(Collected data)
• • •

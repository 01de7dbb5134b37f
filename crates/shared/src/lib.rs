//! Wire and domain types shared between the leakage client and its front ends.

pub mod domain;
pub mod error;
pub mod protocol;

#[cfg(test)]
#[path = "tests/protocol_tests.rs"]
mod protocol_tests;
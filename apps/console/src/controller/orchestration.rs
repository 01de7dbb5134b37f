//! Command orchestration helpers from UI actions to backend command queue.

use crossbeam_channel::{Sender, TrySendError};

use crate::backend_bridge::commands::BackendCommand;

/// Queues `cmd` for the backend worker. Returns `false` and explains why in
/// `status` when the queue refused it.
pub fn dispatch_backend_command(
    cmd_tx: &Sender<BackendCommand>,
    cmd: BackendCommand,
    status: &mut String,
) -> bool {
    let cmd_name = cmd.name();
    match cmd_tx.try_send(cmd) {
        Ok(()) => {
            tracing::debug!(command = cmd_name, "queued ui->backend command");
            true
        }
        Err(TrySendError::Full(_)) => {
            tracing::warn!(command = cmd_name, "backend command queue full");
            *status = "Command queue is full; please retry".to_string();
            false
        }
        Err(TrySendError::Disconnected(_)) => {
            tracing::error!(command = cmd_name, "backend worker disconnected");
            *status =
                "Backend worker disconnected (possible startup/runtime failure); restart the console"
                    .to_string();
            false
        }
    }
}

#[cfg(test)]
mod tests {
    use crossbeam_channel::bounded;

    use super::*;

    #[test]
    fn full_queue_reports_status_and_keeps_earlier_command() {
        let (tx, rx) = bounded(1);
        let mut status = String::new();
        assert!(dispatch_backend_command(&tx, BackendCommand::CheckHealth, &mut status));
        assert!(!dispatch_backend_command(&tx, BackendCommand::CheckHealth, &mut status));
        assert!(status.contains("full"));
        assert!(matches!(rx.try_recv(), Ok(BackendCommand::CheckHealth)));
    }

    #[test]
    fn disconnected_worker_is_reported() {
        let (tx, rx) = bounded::<BackendCommand>(1);
        drop(rx);
        let mut status = String::new();
        assert!(!dispatch_backend_command(&tx, BackendCommand::CheckHealth, &mut status));
        assert!(status.contains("disconnected"));
    }
}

• • •

**Exercise**
Using the records above, report each line that contains the word "filename" by copying it.

**Result**
filename crates/shared/src/lib.rs
filename apps/console/src/controller/orchestration.rs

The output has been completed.